Кукулинцы перестали рыбачить: кто знает, может, в какой рыбе обретается преображенный святой заступник их, седобородый посланец небес, затаившись в тине, караулит грешных, а набожных защищает от зла и мрака крови.
Рассказы о том, как Фотий Чудотворец и Кублайбей очутились в рыбьей утробе и как выбрались из нее, отличались один от другого. И все же были очень похожи. Даже когда выяснилось, что чудо-рыбина проживает не в море, а под песками пустыни. Толкуемые всякий раз по-новому, сказания приносили новые заблуждения. Фотий Чудотворец признавался, что каждую ночь видит во сне святого, преображенного в рыбу. И я волей-неволей пытался представить себе небесного посланника в чешуе – исполинская рыба со святительской бородой. До меня, сидящего у костра, доходила всхлипывающая боль моего дяди Дойчина, он то будто приближал темные губы к самому моему уху, то оказывался далеко во времени и просторе. Он плакивал и взаправду. Отмахиваясь от нас ладонями, словно бы защищаясь, отказывался от выпивки. А мы пили – Исидор, Мино, Илия, Мартин, я и двое пришельцев.
Звездные летние ночи быстро сдавались солнечному восходу. Днем жали, но можно было и подремать в тени межевого столба или под камышовым навесом, укрепленным на четырех жердях. И та ночь, когда исповедовался Фотий Чудотворец, расплылась. Привыкшие к винному грузу, мы медлительно разошлись – почти всем надо было на ниву. С Фотием Чудотворцем и с Кублайбеем остался Дойчин. Спал, свернувшись клубочком, у погасшего костра возле костей, оставшихся от дикого поросенка, его привез на коне Исидор, гордый своей добычей, не посрамившей позаимствованного у Кублайбея татарника.
По утрам мне казалось, что и я вылез из рыбьей утробы. С трудом привыкал к солнечному половодью и к духоте, изо дня в день становившейся все более тяжкой и немилосердной.
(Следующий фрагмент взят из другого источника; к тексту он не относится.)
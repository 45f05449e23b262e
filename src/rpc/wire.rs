//! JSON payload encodings.
//!
//! Structured payloads cross the wire as JSON strings inside XML-RPC
//! strings, using tag-discriminated objects: `{"__Var": name}` for
//! variables, `{"__Subst": [[var, value], ...]}` for substitutions and
//! `{"__Claim": ...}` for claims. Symbols are plain JSON strings; quoted
//! string constants are `{"__Str": ...}`; compounds are
//! `{"__Term": [functor, [args]]}`; file references are
//! `{"file": path, "sha1": hex}`.

use super::WireError;
use crate::claims::{Claim, ClaimId, Evidence};
use crate::rules::RuleId;
use crate::term::{FileRef, Literal, Subst, Term};
use serde_json::{json, Value as Json};

pub fn term_to_json(term: &Term) -> Json {
    match term {
        Term::Var(name) => json!({ "__Var": name }),
        Term::Sym(s) => Json::String(s.clone()),
        Term::Str(s) => json!({ "__Str": s }),
        Term::Int(v) => json!(v),
        Term::Bool(b) => json!(b),
        Term::Compound(functor, args) => {
            json!({ "__Term": [functor, args.iter().map(term_to_json).collect::<Vec<_>>()] })
        }
        Term::List(items) => Json::Array(items.iter().map(term_to_json).collect()),
        Term::FileRef(fr) => json!({ "file": fr.file, "sha1": fr.sha1 }),
    }
}

pub fn term_from_json(value: &Json) -> Result<Term, WireError> {
    match value {
        Json::String(s) => Ok(Term::Sym(s.clone())),
        Json::Bool(b) => Ok(Term::Bool(*b)),
        Json::Number(n) => n
            .as_i64()
            .map(Term::Int)
            .ok_or_else(|| WireError::Payload(format!("non-integer number {n}"))),
        Json::Array(items) => Ok(Term::List(
            items.iter().map(term_from_json).collect::<Result<_, _>>()?,
        )),
        Json::Object(map) => {
            if let Some(Json::String(name)) = map.get("__Var") {
                return Ok(Term::Var(name.clone()));
            }
            if let Some(Json::String(s)) = map.get("__Str") {
                return Ok(Term::Str(s.clone()));
            }
            if let Some(spec) = map.get("__Term") {
                let parts = spec
                    .as_array()
                    .filter(|parts| parts.len() == 2)
                    .ok_or_else(|| WireError::Payload("__Term expects [functor, args]".into()))?;
                let functor = parts[0]
                    .as_str()
                    .ok_or_else(|| WireError::Payload("__Term functor must be a string".into()))?;
                let args = parts[1]
                    .as_array()
                    .ok_or_else(|| WireError::Payload("__Term args must be an array".into()))?
                    .iter()
                    .map(term_from_json)
                    .collect::<Result<_, _>>()?;
                return Ok(Term::Compound(functor.to_string(), args));
            }
            match (map.get("file"), map.get("sha1")) {
                (Some(Json::String(file)), Some(Json::String(sha1))) => {
                    Ok(Term::FileRef(FileRef {
                        file: file.clone(),
                        sha1: sha1.clone(),
                    }))
                }
                _ => Err(WireError::Payload(format!("unrecognised term object {value}"))),
            }
        }
        Json::Null => Err(WireError::Payload("null is not a term".into())),
    }
}

pub fn literal_to_json(lit: &Literal) -> Json {
    json!({ "pred": lit.pred, "args": lit.args.iter().map(term_to_json).collect::<Vec<_>>() })
}

pub fn literal_from_json(value: &Json) -> Result<Literal, WireError> {
    let pred = value
        .get("pred")
        .and_then(Json::as_str)
        .ok_or_else(|| WireError::Payload("literal missing pred".into()))?;
    let args = value
        .get("args")
        .and_then(Json::as_array)
        .ok_or_else(|| WireError::Payload("literal missing args".into()))?
        .iter()
        .map(term_from_json)
        .collect::<Result<_, _>>()?;
    Ok(Literal::new(pred, args))
}

pub fn subst_to_json(subst: &Subst) -> Json {
    let pairs: Vec<Json> = subst
        .iter()
        .map(|(var, term)| json!([var, term_to_json(term)]))
        .collect();
    json!({ "__Subst": pairs })
}

pub fn subst_from_json(value: &Json) -> Result<Subst, WireError> {
    let pairs = value
        .get("__Subst")
        .and_then(Json::as_array)
        .ok_or_else(|| WireError::Payload("expected __Subst object".into()))?;
    let mut subst = Subst::new();
    for pair in pairs {
        let entry = pair
            .as_array()
            .filter(|p| p.len() == 2)
            .ok_or_else(|| WireError::Payload("__Subst entries are [var, value]".into()))?;
        let var = entry[0]
            .as_str()
            .ok_or_else(|| WireError::Payload("__Subst variable must be a string".into()))?;
        subst.bind(var.to_string(), term_from_json(&entry[1])?);
    }
    Ok(subst)
}

fn evidence_to_json(ev: &Evidence) -> Json {
    match ev {
        Evidence::Fact { rule } => json!({ "kind": "fact", "rule": rule.0 }),
        Evidence::Wrapper {
            name,
            args_digest,
            binding,
        } => json!({
            "kind": "wrapper",
            "name": name,
            "args_digest": args_digest,
            "binding": subst_to_json(binding),
        }),
        Evidence::RuleInstance { rule, support } => json!({
            "kind": "rule",
            "rule": rule.0,
            "support": support.iter().map(|c| c.0.clone()).collect::<Vec<_>>(),
        }),
        Evidence::Remote { peer, claim } => {
            json!({ "kind": "remote", "peer": peer, "claim": claim.0 })
        }
        Evidence::Error { source } => json!({ "kind": "error", "source": source }),
    }
}

fn evidence_from_json(value: &Json) -> Result<Evidence, WireError> {
    let kind = value
        .get("kind")
        .and_then(Json::as_str)
        .ok_or_else(|| WireError::Payload("evidence missing kind".into()))?;
    let field = |name: &str| -> Result<String, WireError> {
        value
            .get(name)
            .and_then(Json::as_str)
            .map(str::to_string)
            .ok_or_else(|| WireError::Payload(format!("evidence missing {name}")))
    };
    match kind {
        "fact" => Ok(Evidence::Fact {
            rule: RuleId(field("rule")?),
        }),
        "wrapper" => Ok(Evidence::Wrapper {
            name: field("name")?,
            args_digest: field("args_digest")?,
            binding: value
                .get("binding")
                .map(subst_from_json)
                .transpose()?
                .unwrap_or_default(),
        }),
        "rule" => {
            let support = value
                .get("support")
                .and_then(Json::as_array)
                .ok_or_else(|| WireError::Payload("rule evidence missing support".into()))?
                .iter()
                .map(|s| {
                    s.as_str()
                        .map(|s| ClaimId(s.to_string()))
                        .ok_or_else(|| WireError::Payload("support entries are claim ids".into()))
                })
                .collect::<Result<_, _>>()?;
            Ok(Evidence::RuleInstance {
                rule: RuleId(field("rule")?),
                support,
            })
        }
        "remote" => Ok(Evidence::Remote {
            peer: field("peer")?,
            claim: ClaimId(field("claim")?),
        }),
        "error" => Ok(Evidence::Error {
            source: field("source")?,
        }),
        other => Err(WireError::Payload(format!("unknown evidence kind {other:?}"))),
    }
}

pub fn claim_to_json(claim: &Claim) -> Json {
    json!({ "__Claim": {
        "id": claim.id.0,
        "literal": literal_to_json(&claim.literal),
        "evidence": claim.evidence.iter().map(evidence_to_json).collect::<Vec<_>>(),
    }})
}

pub fn claim_from_json(value: &Json) -> Result<Claim, WireError> {
    let body = value
        .get("__Claim")
        .ok_or_else(|| WireError::Payload("expected __Claim object".into()))?;
    let id = body
        .get("id")
        .and_then(Json::as_str)
        .ok_or_else(|| WireError::Payload("claim missing id".into()))?;
    let literal = literal_from_json(
        body.get("literal")
            .ok_or_else(|| WireError::Payload("claim missing literal".into()))?,
    )?;
    let evidence = body
        .get("evidence")
        .and_then(Json::as_array)
        .ok_or_else(|| WireError::Payload("claim missing evidence".into()))?
        .iter()
        .map(evidence_from_json)
        .collect::<Result<_, _>>()?;
    Ok(Claim {
        id: ClaimId(id.to_string()),
        literal,
        evidence,
    })
}

/// Encode a list of substitutions as the JSON string carried in an
/// XML-RPC string.
pub fn answers_to_string(substs: &[Subst]) -> String {
    Json::Array(substs.iter().map(subst_to_json).collect()).to_string()
}

pub fn answers_from_string(text: &str) -> Result<Vec<Subst>, WireError> {
    let value: Json = serde_json::from_str(text)?;
    value
        .as_array()
        .ok_or_else(|| WireError::Payload("expected an array of substitutions".into()))?
        .iter()
        .map(subst_from_json)
        .collect()
}

/// Encode a list of claims as the JSON string carried in an XML-RPC
/// string.
pub fn claims_to_string(claims: &[Claim]) -> String {
    Json::Array(claims.iter().map(claim_to_json).collect()).to_string()
}

pub fn claims_from_string(text: &str) -> Result<Vec<Claim>, WireError> {
    let value: Json = serde_json::from_str(text)?;
    value
        .as_array()
        .ok_or_else(|| WireError::Payload("expected an array of claims".into()))?
        .iter()
        .map(claim_from_json)
        .collect()
}

#[cfg(test)]
mod tests {
    use super::*;
    use crate::term::parse_literal;

    #[test]
    fn test_term_round_trip_preserves_kinds() {
        let lit = parse_literal(
            r#"p(X, foo, "quoted", 42, true, [1, g(Y)], fileref("a.txt", "aaf4c61ddcc5e8a2dabede0f3b482cd9aea9434d"))"#,
        )
        .unwrap();
        for term in &lit.args {
            let back = term_from_json(&term_to_json(term)).unwrap();
            assert_eq!(&back, term);
        }
    }

    #[test]
    fn test_var_encoding_is_tagged() {
        let v = term_to_json(&Term::Var("X".into()));
        assert_eq!(v, serde_json::json!({ "__Var": "X" }));
        // Symbols and quoted strings stay distinct on the wire.
        assert_ne!(
            term_to_json(&Term::Sym("a".into())),
            term_to_json(&Term::Str("a".into()))
        );
    }

    #[test]
    fn test_subst_round_trip_preserves_names_and_values() {
        let mut s = Subst::new();
        s.bind("X", Term::Int(1));
        s.bind("Y", Term::Sym("mary".into()));
        s.bind("Z", Term::List(vec![Term::Bool(false)]));
        let text = answers_to_string(&[s.clone()]);
        let back = answers_from_string(&text).unwrap();
        assert_eq!(back, vec![s]);
    }

    #[test]
    fn test_claim_round_trip() {
        let claim = Claim {
            id: ClaimId::of(&parse_literal("ancestor(bill, mary)").unwrap()),
            literal: parse_literal("ancestor(bill, mary)").unwrap(),
            evidence: vec![
                Evidence::Fact {
                    rule: RuleId("abc".into()),
                },
                Evidence::RuleInstance {
                    rule: RuleId("def".into()),
                    support: vec![ClaimId("123".into())],
                },
                Evidence::Remote {
                    peer: "node-1".into(),
                    claim: ClaimId("456".into()),
                },
            ],
        };
        let text = claims_to_string(&[claim.clone()]);
        let back = claims_from_string(&text).unwrap();
        assert_eq!(back.len(), 1);
        assert_eq!(back[0].literal, claim.literal);
        assert_eq!(back[0].evidence, claim.evidence);
    }

    #[test]
    fn test_malformed_payload_rejected() {
        assert!(answers_from_string("{}").is_err());
        assert!(answers_from_string("not json").is_err());
        assert!(term_from_json(&serde_json::json!({ "weird": 1 })).is_err());
    }
}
Ночи были другими. Агна, сидя на белом ковре, встречала меня улыбкой и ждала в безмолвии звона золота – оно зернами сыпалось с моих ладоней, образуя сияющий холм, она его разделяла на кучки, взглядом приглашая меня присоединиться к ней. Я усаживался напротив и вступал в игру, чувствуя, что кончики моих пальцев горят – золото раскалялось от прикосновения ее ладоней, и я раскалялся тоже и… «Вставай, Ефтимий, пора!» Голос. Или в голове смутный шум крови. Я вскакивал – с тех пор, как Агна переселилась в дом Лозаны и Спиридона, уже не мой, я ночевал в сарае – и вглядывался в темноту, недобрую, тяжкую для тех, кто просыпался внезапно в глухую пору. «Вставай, Ефтимий, пора!» Я не знал, кто меня зовет. Заснуть после этого не удавалось.
Я окончательно просыпался. Оставляя мрак за спиной, пошатываясь, выходил из сарая. В звездную ночь. На востоке, у болота, горел костер. Вокруг трепещущего пламенного столба сплетались тени. Притянутый чарами, бездомный и похожий на призрака, я шагал. Костер манил меня, как манили выходцы из рыбьей утробы.
Из ночи в ночь.
Так я и встретил первый день осени, в бреду, от которого усыхал с неясным ощущением, будто некая сила нудит меня подчиняться чарам.